Exact copies of all the entries are needed.

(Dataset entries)

# # # #

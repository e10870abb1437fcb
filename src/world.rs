//! Interfaces to the game world and the bot's own services.
//!
//! The siege engine never talks to the game API directly. The host bot
//! implements these traits on top of its room cache, spawn queue and creep
//! registry, and hands them to the controller once per tick. Every query may
//! answer `None` when the room is not visible this tick.

use crate::location::*;
use crate::squad::*;
use crate::terrain::*;
use screeps::{RoomName, StructureType};

/// A structure seen in a room.
#[derive(Clone, Debug, PartialEq)]
pub struct ObservedStructure {
    pub location: Location,
    pub structure_type: StructureType,
    /// `None` for structures that cannot be damaged.
    pub hits: Option<u32>,
    pub hits_max: Option<u32>,
    /// Stored energy for structures with a store (towers, spawns).
    pub energy: Option<u32>,
    pub hostile: bool,
}

impl ObservedStructure {
    pub fn new(location: Location, structure_type: StructureType) -> ObservedStructure {
        ObservedStructure {
            location,
            structure_type,
            hits: None,
            hits_max: None,
            energy: None,
            hostile: true,
        }
    }

    pub fn with_hits(mut self, hits: u32, hits_max: u32) -> Self {
        self.hits = Some(hits);
        self.hits_max = Some(hits_max);
        self
    }

    pub fn with_energy(mut self, energy: u32) -> Self {
        self.energy = Some(energy);
        self
    }

    pub fn friendly(mut self) -> Self {
        self.hostile = false;
        self
    }

    pub fn is_hostile_turret(&self) -> bool {
        self.hostile && self.structure_type == StructureType::Tower
    }
}

/// A hostile creep seen in a room.
#[derive(Clone, Debug, PartialEq)]
pub struct HostileUnit {
    pub location: Location,
    pub owner: String,
    pub hits: u32,
    pub hits_max: u32,
}

/// Read access to the game world.
pub trait SiegeWorld {
    /// Terrain of a room. Terrain is static, so this is usually available even
    /// without visibility.
    fn observe_terrain(&self, room: RoomName) -> Option<FastRoomTerrain>;

    /// Every structure in a room, or `None` if the room is not visible.
    fn find_structures(&self, room: RoomName) -> Option<Vec<ObservedStructure>>;

    /// Hostile creeps in a room, or `None` if the room is not visible.
    fn find_hostile_units(&self, room: RoomName) -> Option<Vec<HostileUnit>>;

    /// Living squad members assigned to the campaign against `target`.
    fn find_squad(&self, target: RoomName) -> Vec<SquadMember>;
}

/// The bot's spawn/roster service. Requests are needs, not orders: the roster
/// decides when and where a unit is produced.
pub trait UnitRoster {
    /// Returns true if the request was queued.
    fn request_units(&mut self, request: &SquadRequest) -> bool;
}

/// Hostile turrets among a room's structures.
pub fn hostile_defenses(structures: &[ObservedStructure]) -> impl Iterator<Item = &ObservedStructure> {
    structures.iter().filter(|s| s.is_hostile_turret())
}

/// Total energy stored in the hostile turrets of a room.
pub fn hostile_turret_energy(structures: &[ObservedStructure]) -> u32 {
    hostile_defenses(structures)
        .map(|s| s.energy.unwrap_or(0))
        .sum()
}
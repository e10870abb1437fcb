use crate::constants::*;
use crate::grid::*;
use crate::location::*;
use crate::terrain::*;

/// Movement cost per tile: walls are impassable, swamps cost 5, everything else 1.
pub fn build_terrain_grid(terrain: &FastRoomTerrain) -> Grid8 {
    let mut grid = Grid8::new();

    for y in 0..ROOM_HEIGHT {
        for x in 0..ROOM_WIDTH {
            let cost = if terrain.is_wall(x, y) {
                TERRAIN_COST_WALL
            } else if terrain.is_swamp(x, y) {
                TERRAIN_COST_SWAMP
            } else {
                TERRAIN_COST_PLAIN
            };
            // Coordinates come from the room bounds and costs fit in a byte.
            let _ = grid.set(x, y, cost);
        }
    }

    grid
}

/// True if the terrain grid marks the tile as impassable.
pub fn is_blocked(terrain_grid: &Grid8, loc: Location) -> bool {
    terrain_grid.at(loc) == BLOCKED
}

# # # #

**EXERCISE OUTPUT**
repository e10870abb1437fcb
filename src/world.rs
//! Interfaces to the game world and the bot's own services.
//!
//! The siege engine never talks to the game API directly. The host bot
//! implements these traits on top of its room cache, spawn queue and creep
//! registry, and hands them to the controller once per tick. Every query may
//! answer `None` when the room is not visible this tick.

use crate::location::*;
use crate::squad::*;
use crate::terrain::*;
use screeps::{RoomName, StructureType};

/// A structure seen in a room.
#[derive(Clone, Debug, PartialEq)]
pub struct ObservedStructure {
    pub location: Location,
    pub structure_type: StructureType,
    /// `None` for structures that cannot be damaged.
    pub hits: Option<u32>,
    pub hits_max: Option<u32>,
    /// Stored energy for structures with a store (towers, spawns).
    pub energy: Option<u32>,
    pub hostile: bool,
}

impl ObservedStructure {
    pub fn new(location: Location, structure_type: StructureType) -> ObservedStructure {
        ObservedStructure {
            location,
            structure_type,
            hits: None,
            hits_max: None,
            energy: None,
            hostile: true,
        }
    }

    pub fn with_hits(mut self, hits: u32, hits_max: u32) -> Self {
        self.hits = Some(hits);
        self.hits_max = Some(hits_max);
        self
    }

    pub fn with_energy(mut self, energy: u32) -> Self {
        self.energy = Some(energy);
        self
    }

    pub fn friendly(mut self) -> Self {
        self.hostile = false;
        self
    }

    pub fn is_hostile_turret(&self) -> bool {
        self.hostile && self.structure_type == StructureType::Tower
    }
}

/// A hostile creep seen in a room.
#[derive(Clone, Debug, PartialEq)]
pub struct HostileUnit {
    pub location: Location,
    pub owner: String,
    pub hits: u32,
    pub hits_max: u32,
}

/// Read access to the game world.
pub trait SiegeWorld {
    /// Terrain of a room. Terrain is static, so this is usually available even
    /// without visibility.
    fn observe_terrain(&self, room: RoomName) -> Option<FastRoomTerrain>;

    /// Every structure in a room, or `None` if the room is not visible.
    fn find_structures(&self, room: RoomName) -> Option<Vec<ObservedStructure>>;

    /// Hostile creeps in a room, or `None` if the room is not visible.
    fn find_hostile_units(&self, room: RoomName) -> Option<Vec<HostileUnit>>;

    /// Living squad members assigned to the campaign against `target`.
    fn find_squad(&self, target: RoomName) -> Vec<SquadMember>;
}

/// The bot's spawn/roster service. Requests are needs, not orders: the roster
/// decides when and where a unit is produced.
pub trait UnitRoster {
    /// Returns true if the request was queued.
    fn request_units(&mut self, request: &SquadRequest) -> bool;
}

/// Hostile turrets among a room's structures.
pub fn hostile_defenses(structures: &[ObservedStructure]) -> impl Iterator<Item = &ObservedStructure> {
    structures.iter().filter(|s| s.is_hostile_turret())
}

/// Total energy stored in the hostile turrets of a room.
pub fn hostile_turret_energy(structures: &[ObservedStructure]) -> u32 {
    hostile_defenses(structures)
        .map(|s| s.energy.unwrap_or(0))
        .sum()
}
repository e10870abb1437fcb
use crate::constants::*;
use crate::grid::*;
use crate::location::*;
use crate::terrain::*;

/// Movement cost per tile: walls are impassable, swamps cost 5, everything else 1.
pub fn build_terrain_grid(terrain: &FastRoomTerrain) -> Grid8 {
    let mut grid = Grid8::new();

    for y in 0..ROOM_HEIGHT {
        for x in 0..ROOM_WIDTH {
            let cost = if terrain.is_wall(x, y) {
                TERRAIN_COST_WALL
            } else if terrain.is_swamp(x, y) {
                TERRAIN_COST_SWAMP
            } else {
                TERRAIN_COST_PLAIN
            };
            // Coordinates come from the room bounds and costs fit in a byte.
            let _ = grid.set(x, y, cost);
        }
    }

    grid
}

/// True if the terrain grid marks the tile as impassable.
pub fn is_blocked(terrain_grid: &Grid8, loc: Location) -> bool {
    terrain_grid.at(loc) == BLOCKED
}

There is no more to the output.